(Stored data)
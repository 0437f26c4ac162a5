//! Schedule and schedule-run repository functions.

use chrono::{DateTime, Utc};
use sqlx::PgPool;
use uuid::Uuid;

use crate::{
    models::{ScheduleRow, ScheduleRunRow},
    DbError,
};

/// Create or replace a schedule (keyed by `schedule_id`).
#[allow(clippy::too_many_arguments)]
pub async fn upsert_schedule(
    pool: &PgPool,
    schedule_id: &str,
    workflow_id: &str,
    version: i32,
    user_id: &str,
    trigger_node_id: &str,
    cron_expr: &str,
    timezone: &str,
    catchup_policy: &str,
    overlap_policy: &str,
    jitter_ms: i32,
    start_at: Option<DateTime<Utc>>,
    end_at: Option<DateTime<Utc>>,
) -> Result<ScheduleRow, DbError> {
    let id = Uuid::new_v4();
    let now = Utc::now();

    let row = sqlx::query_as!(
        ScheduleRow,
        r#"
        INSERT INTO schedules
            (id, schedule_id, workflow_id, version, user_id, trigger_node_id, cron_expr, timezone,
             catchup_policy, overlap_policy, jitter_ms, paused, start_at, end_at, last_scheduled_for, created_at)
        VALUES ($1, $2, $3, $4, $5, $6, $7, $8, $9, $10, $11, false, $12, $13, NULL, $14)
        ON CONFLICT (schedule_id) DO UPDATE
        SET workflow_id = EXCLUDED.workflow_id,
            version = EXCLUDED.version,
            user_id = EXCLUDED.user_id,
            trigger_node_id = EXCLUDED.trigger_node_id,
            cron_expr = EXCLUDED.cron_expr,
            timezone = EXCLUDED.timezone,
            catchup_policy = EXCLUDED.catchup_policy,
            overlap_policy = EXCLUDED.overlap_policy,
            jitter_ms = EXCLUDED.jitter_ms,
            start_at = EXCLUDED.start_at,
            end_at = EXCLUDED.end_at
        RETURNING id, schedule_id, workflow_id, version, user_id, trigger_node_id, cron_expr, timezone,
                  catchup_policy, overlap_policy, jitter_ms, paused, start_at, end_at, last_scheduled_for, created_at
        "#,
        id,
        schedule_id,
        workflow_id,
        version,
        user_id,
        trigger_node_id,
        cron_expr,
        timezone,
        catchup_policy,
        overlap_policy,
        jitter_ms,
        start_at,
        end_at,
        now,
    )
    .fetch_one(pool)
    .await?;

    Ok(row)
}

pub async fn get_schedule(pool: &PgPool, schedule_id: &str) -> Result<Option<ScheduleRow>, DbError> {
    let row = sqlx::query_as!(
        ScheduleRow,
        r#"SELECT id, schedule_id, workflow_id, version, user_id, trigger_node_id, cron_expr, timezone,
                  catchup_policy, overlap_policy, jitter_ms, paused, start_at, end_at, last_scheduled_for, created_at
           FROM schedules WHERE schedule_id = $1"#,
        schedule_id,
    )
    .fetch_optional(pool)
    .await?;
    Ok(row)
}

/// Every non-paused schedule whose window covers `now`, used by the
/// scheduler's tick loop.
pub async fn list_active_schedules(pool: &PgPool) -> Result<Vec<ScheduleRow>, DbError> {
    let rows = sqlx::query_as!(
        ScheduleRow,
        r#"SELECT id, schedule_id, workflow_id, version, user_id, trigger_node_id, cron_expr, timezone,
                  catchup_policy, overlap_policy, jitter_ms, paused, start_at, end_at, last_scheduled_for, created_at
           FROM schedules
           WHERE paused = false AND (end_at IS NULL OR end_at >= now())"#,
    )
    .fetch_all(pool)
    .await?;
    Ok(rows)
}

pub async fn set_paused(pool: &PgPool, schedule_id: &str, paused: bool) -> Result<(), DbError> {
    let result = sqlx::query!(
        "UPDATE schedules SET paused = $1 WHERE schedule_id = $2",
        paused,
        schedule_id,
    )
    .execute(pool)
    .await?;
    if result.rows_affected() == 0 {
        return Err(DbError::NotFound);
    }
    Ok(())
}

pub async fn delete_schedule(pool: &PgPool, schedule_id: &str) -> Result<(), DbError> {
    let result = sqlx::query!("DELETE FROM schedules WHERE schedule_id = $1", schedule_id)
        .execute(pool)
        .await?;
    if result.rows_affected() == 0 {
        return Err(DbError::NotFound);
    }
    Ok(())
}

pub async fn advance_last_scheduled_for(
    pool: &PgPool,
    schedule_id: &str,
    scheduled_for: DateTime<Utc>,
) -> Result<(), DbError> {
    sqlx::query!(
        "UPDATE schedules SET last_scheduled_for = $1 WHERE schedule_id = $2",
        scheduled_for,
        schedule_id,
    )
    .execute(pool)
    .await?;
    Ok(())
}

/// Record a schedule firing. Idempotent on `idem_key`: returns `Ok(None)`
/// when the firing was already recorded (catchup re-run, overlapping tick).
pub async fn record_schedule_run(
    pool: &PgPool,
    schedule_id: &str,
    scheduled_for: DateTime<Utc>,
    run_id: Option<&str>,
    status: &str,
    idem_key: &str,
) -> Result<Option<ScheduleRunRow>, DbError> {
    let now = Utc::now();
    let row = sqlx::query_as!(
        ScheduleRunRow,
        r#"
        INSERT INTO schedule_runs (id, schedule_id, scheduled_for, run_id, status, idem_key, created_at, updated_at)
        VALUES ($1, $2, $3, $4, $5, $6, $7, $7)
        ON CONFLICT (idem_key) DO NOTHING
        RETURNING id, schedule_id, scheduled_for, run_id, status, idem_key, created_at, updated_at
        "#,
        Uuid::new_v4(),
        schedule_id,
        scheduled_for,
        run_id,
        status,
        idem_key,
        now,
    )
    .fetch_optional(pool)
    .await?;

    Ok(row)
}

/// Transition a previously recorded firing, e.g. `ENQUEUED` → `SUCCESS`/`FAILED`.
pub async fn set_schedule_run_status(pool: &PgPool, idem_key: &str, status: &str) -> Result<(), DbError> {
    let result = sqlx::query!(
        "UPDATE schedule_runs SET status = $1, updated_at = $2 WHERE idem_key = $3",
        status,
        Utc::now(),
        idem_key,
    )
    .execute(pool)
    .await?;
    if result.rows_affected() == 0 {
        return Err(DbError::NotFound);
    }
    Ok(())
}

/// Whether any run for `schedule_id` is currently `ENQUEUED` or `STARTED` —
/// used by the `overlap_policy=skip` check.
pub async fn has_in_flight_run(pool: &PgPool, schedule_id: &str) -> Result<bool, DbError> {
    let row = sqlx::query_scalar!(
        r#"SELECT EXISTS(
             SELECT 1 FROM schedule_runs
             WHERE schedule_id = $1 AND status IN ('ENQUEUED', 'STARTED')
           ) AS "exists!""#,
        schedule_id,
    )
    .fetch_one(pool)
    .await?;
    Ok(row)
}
---
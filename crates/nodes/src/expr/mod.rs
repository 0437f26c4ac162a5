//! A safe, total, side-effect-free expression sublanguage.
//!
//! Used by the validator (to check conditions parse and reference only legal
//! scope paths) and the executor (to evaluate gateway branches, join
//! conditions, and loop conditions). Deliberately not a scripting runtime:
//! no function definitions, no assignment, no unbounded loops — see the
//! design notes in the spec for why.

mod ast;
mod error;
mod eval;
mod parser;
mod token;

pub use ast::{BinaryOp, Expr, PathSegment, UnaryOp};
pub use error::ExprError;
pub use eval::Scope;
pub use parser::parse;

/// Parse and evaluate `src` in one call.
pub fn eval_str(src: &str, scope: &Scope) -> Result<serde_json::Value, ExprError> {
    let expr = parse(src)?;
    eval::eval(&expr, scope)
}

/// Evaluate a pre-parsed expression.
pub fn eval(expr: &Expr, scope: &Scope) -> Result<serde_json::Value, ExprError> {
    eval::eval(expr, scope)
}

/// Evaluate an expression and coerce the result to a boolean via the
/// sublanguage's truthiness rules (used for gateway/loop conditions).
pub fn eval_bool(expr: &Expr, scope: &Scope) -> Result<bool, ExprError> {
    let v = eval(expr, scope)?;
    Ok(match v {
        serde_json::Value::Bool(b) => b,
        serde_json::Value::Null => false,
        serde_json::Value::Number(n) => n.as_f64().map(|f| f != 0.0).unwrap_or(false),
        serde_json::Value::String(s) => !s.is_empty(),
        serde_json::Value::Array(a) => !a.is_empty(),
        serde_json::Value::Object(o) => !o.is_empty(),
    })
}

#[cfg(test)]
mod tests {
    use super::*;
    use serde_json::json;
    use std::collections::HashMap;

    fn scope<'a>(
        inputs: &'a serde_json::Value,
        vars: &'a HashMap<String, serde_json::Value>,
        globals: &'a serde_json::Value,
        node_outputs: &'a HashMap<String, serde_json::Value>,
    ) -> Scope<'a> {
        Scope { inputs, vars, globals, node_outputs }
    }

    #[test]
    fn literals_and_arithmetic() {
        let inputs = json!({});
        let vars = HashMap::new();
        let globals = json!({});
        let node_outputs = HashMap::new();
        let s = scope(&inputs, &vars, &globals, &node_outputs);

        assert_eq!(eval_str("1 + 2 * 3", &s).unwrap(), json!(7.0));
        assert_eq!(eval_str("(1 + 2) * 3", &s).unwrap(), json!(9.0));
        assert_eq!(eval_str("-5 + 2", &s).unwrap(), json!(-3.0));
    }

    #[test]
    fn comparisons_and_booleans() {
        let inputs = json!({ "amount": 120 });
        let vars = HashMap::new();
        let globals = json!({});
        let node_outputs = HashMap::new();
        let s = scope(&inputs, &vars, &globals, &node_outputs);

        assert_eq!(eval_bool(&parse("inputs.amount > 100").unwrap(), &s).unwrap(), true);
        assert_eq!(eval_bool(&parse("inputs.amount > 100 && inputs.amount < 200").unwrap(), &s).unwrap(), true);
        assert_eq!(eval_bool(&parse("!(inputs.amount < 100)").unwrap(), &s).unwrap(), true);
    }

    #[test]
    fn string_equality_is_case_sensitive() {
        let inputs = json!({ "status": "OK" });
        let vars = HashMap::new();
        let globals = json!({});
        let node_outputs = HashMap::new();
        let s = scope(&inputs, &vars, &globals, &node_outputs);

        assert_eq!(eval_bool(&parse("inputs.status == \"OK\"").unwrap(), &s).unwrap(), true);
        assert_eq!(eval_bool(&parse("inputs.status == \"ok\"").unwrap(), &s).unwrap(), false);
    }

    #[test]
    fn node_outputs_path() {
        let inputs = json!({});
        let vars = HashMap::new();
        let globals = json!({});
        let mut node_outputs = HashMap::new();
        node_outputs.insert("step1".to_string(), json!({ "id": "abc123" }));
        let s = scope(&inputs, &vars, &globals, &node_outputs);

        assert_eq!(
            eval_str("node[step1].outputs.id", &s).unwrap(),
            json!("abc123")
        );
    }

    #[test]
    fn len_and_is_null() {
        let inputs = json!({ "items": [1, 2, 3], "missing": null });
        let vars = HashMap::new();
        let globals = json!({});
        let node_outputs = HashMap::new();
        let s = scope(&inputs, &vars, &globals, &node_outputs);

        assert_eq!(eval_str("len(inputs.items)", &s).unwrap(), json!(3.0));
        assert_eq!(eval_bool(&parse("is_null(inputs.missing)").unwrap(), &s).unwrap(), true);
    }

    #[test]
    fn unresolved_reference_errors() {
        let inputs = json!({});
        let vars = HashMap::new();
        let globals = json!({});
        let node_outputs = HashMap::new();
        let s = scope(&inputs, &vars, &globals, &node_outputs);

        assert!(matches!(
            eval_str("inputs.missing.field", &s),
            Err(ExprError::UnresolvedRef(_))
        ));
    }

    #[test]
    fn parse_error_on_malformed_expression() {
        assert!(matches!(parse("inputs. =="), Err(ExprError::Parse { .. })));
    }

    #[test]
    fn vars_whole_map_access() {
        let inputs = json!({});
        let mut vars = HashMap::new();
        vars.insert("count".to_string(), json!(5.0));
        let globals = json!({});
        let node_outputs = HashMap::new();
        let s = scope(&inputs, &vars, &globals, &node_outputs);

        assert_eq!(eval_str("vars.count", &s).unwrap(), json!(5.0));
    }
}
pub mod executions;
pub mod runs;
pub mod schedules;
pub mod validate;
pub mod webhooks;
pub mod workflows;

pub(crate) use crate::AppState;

- Task statement -
Check every line above for the string "Uuid", and copy the ones that have it.

- Reply -
use uuid::Uuid;
    let id = Uuid::new_v4();
        Uuid::new_v4(),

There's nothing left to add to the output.